• [PROBLEM DETAILS] Line by line, print the records exactly.

━━━━━━━━━━

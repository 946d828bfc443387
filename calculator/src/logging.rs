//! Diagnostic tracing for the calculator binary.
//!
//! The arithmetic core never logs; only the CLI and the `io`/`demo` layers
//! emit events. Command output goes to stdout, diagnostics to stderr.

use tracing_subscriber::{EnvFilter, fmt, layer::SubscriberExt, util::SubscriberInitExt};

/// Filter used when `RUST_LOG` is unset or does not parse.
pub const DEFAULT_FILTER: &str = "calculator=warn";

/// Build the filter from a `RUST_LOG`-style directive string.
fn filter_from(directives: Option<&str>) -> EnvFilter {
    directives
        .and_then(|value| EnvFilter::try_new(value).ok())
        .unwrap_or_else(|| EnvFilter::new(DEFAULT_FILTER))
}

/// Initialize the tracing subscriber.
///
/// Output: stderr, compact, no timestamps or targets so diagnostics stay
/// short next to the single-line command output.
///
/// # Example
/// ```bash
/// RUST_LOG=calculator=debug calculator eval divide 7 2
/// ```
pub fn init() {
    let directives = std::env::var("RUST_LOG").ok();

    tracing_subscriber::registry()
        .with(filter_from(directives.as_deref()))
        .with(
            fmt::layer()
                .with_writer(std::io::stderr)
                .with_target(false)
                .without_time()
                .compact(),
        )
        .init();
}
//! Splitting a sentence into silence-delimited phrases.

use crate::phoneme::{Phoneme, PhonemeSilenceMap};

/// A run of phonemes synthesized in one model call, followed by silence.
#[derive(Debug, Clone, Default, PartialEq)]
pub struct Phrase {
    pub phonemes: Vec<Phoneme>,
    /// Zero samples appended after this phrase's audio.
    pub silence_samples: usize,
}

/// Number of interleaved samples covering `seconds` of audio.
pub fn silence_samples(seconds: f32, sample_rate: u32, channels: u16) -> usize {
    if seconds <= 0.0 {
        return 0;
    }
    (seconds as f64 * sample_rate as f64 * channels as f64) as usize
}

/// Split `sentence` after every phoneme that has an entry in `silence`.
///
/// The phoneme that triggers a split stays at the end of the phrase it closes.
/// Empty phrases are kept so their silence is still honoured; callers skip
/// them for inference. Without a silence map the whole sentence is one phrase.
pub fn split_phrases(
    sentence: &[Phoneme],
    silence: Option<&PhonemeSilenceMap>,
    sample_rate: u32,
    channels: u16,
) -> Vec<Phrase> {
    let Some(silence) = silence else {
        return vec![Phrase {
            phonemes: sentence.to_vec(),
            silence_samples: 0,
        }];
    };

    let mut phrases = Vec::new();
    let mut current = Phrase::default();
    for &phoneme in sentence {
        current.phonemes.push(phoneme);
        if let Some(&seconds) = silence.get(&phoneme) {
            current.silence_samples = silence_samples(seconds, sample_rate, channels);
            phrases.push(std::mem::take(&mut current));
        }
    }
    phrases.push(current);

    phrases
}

━━━━━━━━━━

• [TASK SOLUTION]
repository 946d828bfc443387
filename calculator/src/logging.rs
//! Diagnostic tracing for the calculator binary.
//!
//! The arithmetic core never logs; only the CLI and the `io`/`demo` layers
//! emit events. Command output goes to stdout, diagnostics to stderr.

use tracing_subscriber::{EnvFilter, fmt, layer::SubscriberExt, util::SubscriberInitExt};

/// Filter used when `RUST_LOG` is unset or does not parse.
pub const DEFAULT_FILTER: &str = "calculator=warn";

/// Build the filter from a `RUST_LOG`-style directive string.
fn filter_from(directives: Option<&str>) -> EnvFilter {
    directives
        .and_then(|value| EnvFilter::try_new(value).ok())
        .unwrap_or_else(|| EnvFilter::new(DEFAULT_FILTER))
}

/// Initialize the tracing subscriber.
///
/// Output: stderr, compact, no timestamps or targets so diagnostics stay
/// short next to the single-line command output.
///
/// # Example
/// ```bash
/// RUST_LOG=calculator=debug calculator eval divide 7 2
/// ```
pub fn init() {
    let directives = std::env::var("RUST_LOG").ok();

    tracing_subscriber::registry()
        .with(filter_from(directives.as_deref()))
        .with(
            fmt::layer()
                .with_writer(std::io::stderr)
                .with_target(false)
                .without_time()
                .compact(),
        )
        .init();
}
//! Splitting a sentence into silence-delimited phrases.

use crate::phoneme::{Phoneme, PhonemeSilenceMap};

/// A run of phonemes synthesized in one model call, followed by silence.
#[derive(Debug, Clone, Default, PartialEq)]
pub struct Phrase {
    pub phonemes: Vec<Phoneme>,
    /// Zero samples appended after this phrase's audio.
    pub silence_samples: usize,
}

/// Number of interleaved samples covering `seconds` of audio.
pub fn silence_samples(seconds: f32, sample_rate: u32, channels: u16) -> usize {
    if seconds <= 0.0 {
        return 0;
    }
    (seconds as f64 * sample_rate as f64 * channels as f64) as usize
}

/// Split `sentence` after every phoneme that has an entry in `silence`.
///
/// The phoneme that triggers a split stays at the end of the phrase it closes.
/// Empty phrases are kept so their silence is still honoured; callers skip
/// them for inference. Without a silence map the whole sentence is one phrase.
pub fn split_phrases(
    sentence: &[Phoneme],
    silence: Option<&PhonemeSilenceMap>,
    sample_rate: u32,
    channels: u16,
) -> Vec<Phrase> {
    let Some(silence) = silence else {
        return vec![Phrase {
            phonemes: sentence.to_vec(),
            silence_samples: 0,
        }];
    };

    let mut phrases = Vec::new();
    let mut current = Phrase::default();
    for &phoneme in sentence {
        current.phonemes.push(phoneme);
        if let Some(&seconds) = silence.get(&phoneme) {
            current.silence_samples = silence_samples(seconds, sample_rate, channels);
            phrases.push(std::mem::take(&mut current));
        }
    }
    phrases.push(current);

    phrases
}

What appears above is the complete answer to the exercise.